Arrivé mercredi avec une délégation de leaders industriels, Merz a été accueilli avec des honneurs militaires par le Premier ministre Li Qiang au Palais du peuple avant de s'entretenir avec le président Xi Jinping. Ce voyage de moins de deux jours se concentre sur des sujets essentiels comme l'économie et la sécurité.
Dans un contexte international tendu où les États-Unis sous Donald Trump redéfinissent leurs alliances et instaurent des barrières douanières, l'économie allemande ressent la pression d'une concurrence croissante de la part des entreprises chinoises, tant sur leur marché local qu'à l'étranger.
Avant son départ, Merz a plaidé pour une relation commerciale plus équilibrée, mettant l'accent sur le besoin d'une "concurrence loyale". Alors que les chefs de Volkswagen, BMW et Mercedes l'accompagnent, il est conscient des défis qui se profilent alors que des marques chinoises, notamment dans le secteur des voitures électriques, gagnent du terrain en Europe.
Vers un partenariat équilibré
Merz est programmé pour assister à des présentations de véhicules autonomes par Mercedes et visiter le pôle technologique de Hangzhou, y compris le groupe de robotique Unitree et Siemens Energy. Cependant, le climat de méfiance grandit en Europe face à la montée des restrictions commerciales imposées par la Chine, comme l'interdiction récente d'exporter des puces électroniques vers le vieux continent après un conflit avec les Pays-Bas.
Le chancelier a précisé ses attentes : "Nous voulons un partenariat avec la Chine qui soit équilibré, fiable et équitable". Cette position s'inscrit dans la stratégie de "de-risking" adoptée par l'UE, visant à minimiser les dépendances risquées vis-à-vis de Pékin.

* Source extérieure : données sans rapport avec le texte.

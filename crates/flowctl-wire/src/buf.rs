// Copyright 2024-2026 Farlight Networks, LLC
//
// Licensed under the Apache License, Version 2.0 (the "License");
// you may not use this file except in compliance with the License.
// You may obtain a copy of the License at
//
//     http://www.apache.org/licenses/LICENSE-2.0
//
// Unless required by applicable law or agreed to in writing, software
// distributed under the License is distributed on an "AS IS" BASIS,
// WITHOUT WARRANTIES OR CONDITIONS OF ANY KIND, either express or implied.
// See the License for the specific language governing permissions and
// limitations under the License.

//! Bounds-checked reading and padded writing helpers.
//!
//! Every read is checked against the bytes remaining before it happens,
//! so a lying length field can only ever produce a [`DecodeError`].

use crate::DecodeError;
use bytes::{Buf, BufMut, Bytes, BytesMut};

/// Checked big-endian reader over a borrowed byte slice.
#[derive(Debug, Clone)]
pub(crate) struct Reader<'a> {
    buf: &'a [u8],
}

impl<'a> Reader<'a> {
    pub(crate) const fn new(buf: &'a [u8]) -> Self {
        Self { buf }
    }

    pub(crate) const fn remaining(&self) -> usize {
        self.buf.len()
    }

    pub(crate) const fn is_empty(&self) -> bool {
        self.buf.is_empty()
    }

    fn need(&self, n: usize) -> Result<(), DecodeError> {
        if self.buf.len() < n {
            return Err(DecodeError::Truncated {
                needed: n,
                available: self.buf.len(),
            });
        }
        Ok(())
    }

    pub(crate) fn u8(&mut self) -> Result<u8, DecodeError> {
        self.need(1)?;
        Ok(self.buf.get_u8())
    }

    pub(crate) fn u16(&mut self) -> Result<u16, DecodeError> {
        self.need(2)?;
        Ok(self.buf.get_u16())
    }

    pub(crate) fn u32(&mut self) -> Result<u32, DecodeError> {
        self.need(4)?;
        Ok(self.buf.get_u32())
    }

    pub(crate) fn u64(&mut self) -> Result<u64, DecodeError> {
        self.need(8)?;
        Ok(self.buf.get_u64())
    }

    pub(crate) fn array<const N: usize>(&mut self) -> Result<[u8; N], DecodeError> {
        self.need(N)?;
        let mut out = [0u8; N];
        self.buf.copy_to_slice(&mut out);
        Ok(out)
    }

    pub(crate) fn skip(&mut self, n: usize) -> Result<(), DecodeError> {
        self.need(n)?;
        self.buf.advance(n);
        Ok(())
    }

    /// Splits off the next `n` bytes as their own reader.
    pub(crate) fn take(&mut self, n: usize) -> Result<Reader<'a>, DecodeError> {
        self.need(n)?;
        let (head, tail) = self.buf.split_at(n);
        self.buf = tail;
        Ok(Reader::new(head))
    }

    pub(crate) fn bytes(&mut self, n: usize) -> Result<Bytes, DecodeError> {
        Ok(Bytes::copy_from_slice(self.take(n)?.buf))
    }

    pub(crate) fn rest(&mut self) -> Bytes {
        let out = Bytes::copy_from_slice(self.buf);
        self.buf = &[];
        out
    }

    /// Reads a NUL-padded fixed-width string.
    pub(crate) fn fixed_str(&mut self, width: usize) -> Result<String, DecodeError> {
        let raw = self.take(width)?.buf;
        // The last byte is reserved for the terminator.
        let limit = width.saturating_sub(1);
        let end = raw[..limit].iter().position(|b| *b == 0).unwrap_or(limit);
        Ok(String::from_utf8_lossy(&raw[..end]).into_owned())
    }

    /// Peeks a big-endian `u16` at `offset` without consuming.
    pub(crate) fn peek_u16(&self, offset: usize) -> Result<u16, DecodeError> {
        self.need(offset + 2)?;
        Ok(u16::from_be_bytes([self.buf[offset], self.buf[offset + 1]]))
    }

    /// Fails if any bytes are left over.
    pub(crate) fn finish(&self, context: &'static str) -> Result<(), DecodeError> {
        if self.buf.is_empty() {
            Ok(())
        } else {
            Err(DecodeError::TrailingBytes {
                context,
                count: self.buf.len(),
            })
        }
    }

    /// Reads a length-prefixed element: the `u16` length at `len_offset`
    /// covers the whole element, which must be at least `min` bytes.
    pub(crate) fn element(
        &mut self,
        context: &'static str,
        len_offset: usize,
        min: usize,
    ) -> Result<Reader<'a>, DecodeError> {
        let len = usize::from(self.peek_u16(len_offset)?);
        if len < min {
            return Err(DecodeError::bad_length(context, len));
        }
        self.take(len)
    }
}

/// Rounds `len` up to the next multiple of eight.
pub(crate) const fn pad8(len: usize) -> usize {
    (len + 7) / 8 * 8
}

/// Extension helpers for building wire structures.
pub(crate) trait BufMutExt: BufMut {
    fn put_zeros(&mut self, n: usize) {
        self.put_bytes(0, n);
    }

    /// Writes `s` NUL-padded (and truncated) to exactly `width` bytes.
    fn put_fixed_str(&mut self, s: &str, width: usize) {
        let raw = s.as_bytes();
        let n = raw.len().min(width.saturating_sub(1));
        self.put_slice(&raw[..n]);
        self.put_zeros(width - n);
    }
}

impl BufMutExt for BytesMut {}

/// Patches a big-endian `u16` at `offset` of an already written buffer.
pub(crate) fn patch_u16(buf: &mut BytesMut, offset: usize, value: u16) {
    buf[offset..offset + 2].copy_from_slice(&value.to_be_bytes());
}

Néanmoins, l'Allemagne continue de dépendre en grande partie de ses exportations vers la Chine, malgré une montée alarmante du déficit commercial avec un accroissement de 22 milliards d'euros l'an passé, atteignant environ 89 milliards d'euros, un développement similaire à celui observé dans d'autres pays européens.
Alors que cette dynamique économique se complexifie, Michael Laha, expert de la Société allemande de politique étrangère (DGAP), souligne que l'industrie allemande, notamment dans le secteur des machines-outils, pourrait encore jouer un rôle crucial : "Les Chinois ne sont pas encore au même niveau que nous dans cette industrie".
Par conséquent, la relation entre l'Allemagne et la Chine pourrait évoluer vers un schéma de coopération plus mesuré, alors que les enjeux géopolitiques se renforcent et que la concurrence devient de plus en plus féroce.